促されるように見た手元のメモ書きには、弱弱しい字で『キタムラ』と『ノーマン・レター』のみしか記されていなかった。


「ま、ご察しの通りこのノーマン・レターは完全な作り話なのだよ。それも随分とおざなりな作りをしたね。」


曰く、ソレは一種の信仰だったという。


『・戦時下の日本はあまりに貧しく、生きる希望を持てるものが少なかった。

・最愛のものが亡くなったショックを受け入れられるようにと、誰か(日本人)が考案した都市伝説。実在しないことがバレないように海外の話にした諸説がある。

⇒せめて手紙が届くまでは生きていようというマインド(夜と霧を参照)』


走り書きで付け加えられた要約に目を通さず電話口に声を上げる。


「ちょっと待て、呪いの手紙とは全く別物じゃねぇか?これ。」


簡素な授業を受けていながら、常に思考は根掛かりを起こしていた。余りにも、内容と現状が違い過ぎはしないか。


「そう、悩むべくはそこなのだよ透。

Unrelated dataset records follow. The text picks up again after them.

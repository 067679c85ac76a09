// This Source Code Form is subject to the terms of the Mozilla Public
// License, v. 2.0. If a copy of the MPL was not distributed with this
// file, You can obtain one at https://mozilla.org/MPL/2.0/.

// Copyright 2025 Oxide Computer Company

//! A software OpenState datapath.
//!
//! Keeps a [`Datapath`] in memory and serves the experimenter control
//! channel on a TCP port, one thread per controller connection.

mod config;

use clap::Parser;
use config::Config;
use openstate::engine::Datapath;
use openstate::provider::LogLevel;
use openstate::provider::LogProvider;
use openstate::provider::Providers;
use openstate_ctl::read_frame;
use slog::Drain;
use slog::Logger;
use slog::debug;
use slog::error;
use slog::info;
use slog::o;
use slog::warn;
use std::io::Write;
use std::net::SocketAddr;
use std::net::TcpListener;
use std::net::TcpStream;
use std::path::PathBuf;
use std::sync::Arc;
use std::thread;

/// Run a software OpenState datapath.
#[derive(Debug, Parser)]
struct Cli {
    /// Path to the TOML configuration file.
    #[arg(short, long)]
    config: Option<PathBuf>,

    /// Override the listen address.
    #[arg(long)]
    listen: Option<SocketAddr>,

    /// Override the log level.
    #[arg(long)]
    log_level: Option<String>,
}

/// Hands engine log messages to slog.
struct SlogProvider(Logger);

impl LogProvider for SlogProvider {
    fn log(&self, level: LogLevel, msg: &str) {
        match level {
            LogLevel::Debug => debug!(self.0, "{msg}"),
            LogLevel::Note => info!(self.0, "{msg}"),
            LogLevel::Warn => warn!(self.0, "{msg}"),
            LogLevel::Error => error!(self.0, "{msg}"),
        }
    }
}

fn logger(level: slog::Level) -> Logger {
    let decorator = slog_term::TermDecorator::new().build();
    let drain = slog_term::FullFormat::new(decorator).build().fuse();
    let drain = slog_async::Async::new(drain).build().fuse();
    let drain = slog::LevelFilter::new(drain, level).fuse();
    Logger::root(drain, o!("component" => "ostd"))
}

fn serve_conn(dp: &Datapath, mut conn: TcpStream, log: &Logger) {
    loop {
        let req = match read_frame(&mut conn) {
            Ok(Some(req)) => req,
            Ok(None) => break,
            Err(e) => {
                warn!(log, "dropping connection"; "err" => %e);
                break;
            }
        };

        for reply in dp.handle_ctl(&req) {
            if let Err(e) = conn.write_all(&reply) {
                warn!(log, "write failed"; "err" => %e);
                return;
            }
        }
    }

    info!(log, "controller disconnected");
}

fn main() -> anyhow::Result<()> {
    let cli = Cli::parse();
    let mut cfg = match &cli.config {
        Some(path) => Config::load(path)?,
        None => Config::default(),
    };
    if let Some(listen) = cli.listen {
        cfg.listen = listen;
    }
    if let Some(level) = cli.log_level {
        cfg.log_level = level;
    }
    cfg.validate()?;

    let log = logger(cfg.level()?);
    let providers = Providers::new(Box::new(SlogProvider(
        log.new(o!("dpid" => cfg.dpid)),
    )));
    let dp = Arc::new(Datapath::new(cfg.dpid, cfg.n_tables, providers));
    for id in &cfg.stateful_tables {
        dp.states().configure(*id, true)?;
    }

    let listener = TcpListener::bind(cfg.listen)?;
    info!(log, "listening"; "addr" => %cfg.listen, "n_tables" => cfg.n_tables);

    for conn in listener.incoming() {
        let conn = match conn {
            Ok(conn) => conn,
            Err(e) => {
                warn!(log, "accept failed"; "err" => %e);
                continue;
            }
        };

        let peer = conn
            .peer_addr()
            .map(|a| a.to_string())
            .unwrap_or_else(|_| "unknown".to_string());
        let log = log.new(o!("peer" => peer));
        info!(log, "controller connected");
        if let Err(e) = conn.set_nodelay(true) {
            warn!(log, "set_nodelay failed"; "err" => %e);
        }

        let dp = Arc::clone(&dp);
        thread::spawn(move || serve_conn(&dp, conn, &log));
    }

    Ok(())
}
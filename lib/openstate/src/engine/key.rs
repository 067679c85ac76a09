// This Source Code Form is subject to the terms of the Mozilla Public
// License, v. 2.0. If a copy of the MPL was not distributed with this
// file, You can obtain one at https://mozilla.org/MPL/2.0/.

// Copyright 2025 Oxide Computer Company

//! Key extractors.

use super::packet::PacketMeta;
use crate::api::Field;
use crate::api::MAX_EXTRACTOR_FIELDS;
use crate::api::OpenStateError;
use crate::api::key_width;
use core::fmt;
use core::fmt::Display;
use itertools::Itertools;

/// An ordered list of fields whose values, concatenated in network
/// byte order, form the flow key of a packet.
///
/// An empty extractor is valid and produces the empty key, so every
/// packet shares a single state entry.
#[derive(Clone, Debug, Default, Eq, PartialEq)]
pub struct KeyExtractor {
    fields: Vec<Field>,
    width: usize,
}

impl KeyExtractor {
    pub fn new(fields: Vec<Field>) -> Result<Self, OpenStateError> {
        if fields.len() > MAX_EXTRACTOR_FIELDS {
            return Err(OpenStateError::ExtractorTooLong(fields.len()));
        }

        let width = key_width(&fields);
        Ok(Self { fields, width })
    }

    pub fn fields(&self) -> &[Field] {
        &self.fields
    }

    pub fn is_empty(&self) -> bool {
        self.fields.is_empty()
    }

    /// The length in bytes of every key this extractor produces.
    pub fn width(&self) -> usize {
        self.width
    }

    /// Build the key for `pkt`.
    ///
    /// Returns `None` if the packet is missing any of the fields.
    pub fn extract(&self, pkt: &PacketMeta) -> Option<Vec<u8>> {
        let mut key = Vec::with_capacity(self.width);
        for f in &self.fields {
            if !pkt.push_field(*f, &mut key) {
                return None;
            }
        }

        Some(key)
    }
}

impl Display for KeyExtractor {
    fn fmt(&self, f: &mut fmt::Formatter) -> fmt::Result {
        write!(f, "[{}]", self.fields.iter().join(","))
    }
}

#[cfg(test)]
mod test {
    use super::*;
    use crate::engine::packet::Ipv4Meta;
    use crate::engine::packet::UlpMeta;
    use core::net::Ipv4Addr;

    fn pkt() -> PacketMeta {
        PacketMeta {
            in_port: 1,
            ip: Some(Ipv4Meta {
                src: Ipv4Addr::new(10, 0, 0, 1),
                dst: Ipv4Addr::new(10, 0, 0, 2),
                proto: 17,
            }),
            ulp: Some(UlpMeta::Udp { src: 5000, dst: 53 }),
            ..Default::default()
        }
    }

    #[test]
    fn keys_follow_extractor_order() {
        let fwd =
            KeyExtractor::new(vec![Field::Ipv4Src, Field::Ipv4Dst]).unwrap();
        let rev =
            KeyExtractor::new(vec![Field::Ipv4Dst, Field::Ipv4Src]).unwrap();
        assert_eq!(fwd.width(), 8);
        assert_eq!(fwd.extract(&pkt()).unwrap(), [10, 0, 0, 1, 10, 0, 0, 2]);
        assert_eq!(rev.extract(&pkt()).unwrap(), [10, 0, 0, 2, 10, 0, 0, 1]);
        assert_eq!(fwd.to_string(), "[ipv4_src,ipv4_dst]");
    }

    #[test]
    fn missing_field_yields_no_key() {
        let ext = KeyExtractor::new(vec![Field::Ipv4Src, Field::TcpDst])
            .unwrap();
        assert_eq!(ext.extract(&pkt()), None);
    }

    #[test]
    fn empty_and_oversized() {
        let ext = KeyExtractor::default();
        assert_eq!(ext.extract(&pkt()), Some(vec![]));

        let too_many = vec![Field::InPort; MAX_EXTRACTOR_FIELDS + 1];
        assert_eq!(
            KeyExtractor::new(too_many),
            Err(OpenStateError::ExtractorTooLong(MAX_EXTRACTOR_FIELDS + 1))
        );
    }
}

」


口を挟むまでもなく、京火は話を続ける。


「今回の怪異……混ざっているのだよ。」


深刻な声が鼓膜を揺らして喉元をすぎる。固唾と混ざり合って。


「呪いの手紙の説明は不要だね?立派な()()()で対応策も練られている。まぁ練られていると言ったが、要は投函をし続けるというパワープレイなのだよ。しかしこれは、必然的に送り主が存在することになるから成立する対応策なのだよ。出自が不明な手紙ならば、そこに関連する受け取り口は存在しなくなってしまう。だが、原点は不明でも、確実に前の一人は手紙をよこしたことになるのだから、今更怪異と呼べるのかも怪しいものだね。」


長ったらしい説明に嫌気が差すことはなかった。


「ノーマン・レターを怪異として成立させるのは、差出人は存在しないのに受取人がいるというズレ。対して呪いの手紙が抱えるズレは自らが差出人でありながら執筆者ではない、加えて受取人としての性質も持つ……言ってしまえばキャパオーバーから来る処理落ちのようなものなのだよ。」


聞き逃せば、或は慢心すれば容易く生涯の幕は降りる。


「どちらとも抱えるズレ……非相互性が合致していない。これは、思ったよりも厄介そうだね?透。」


そんな確信が深々と心臓を貫いたから。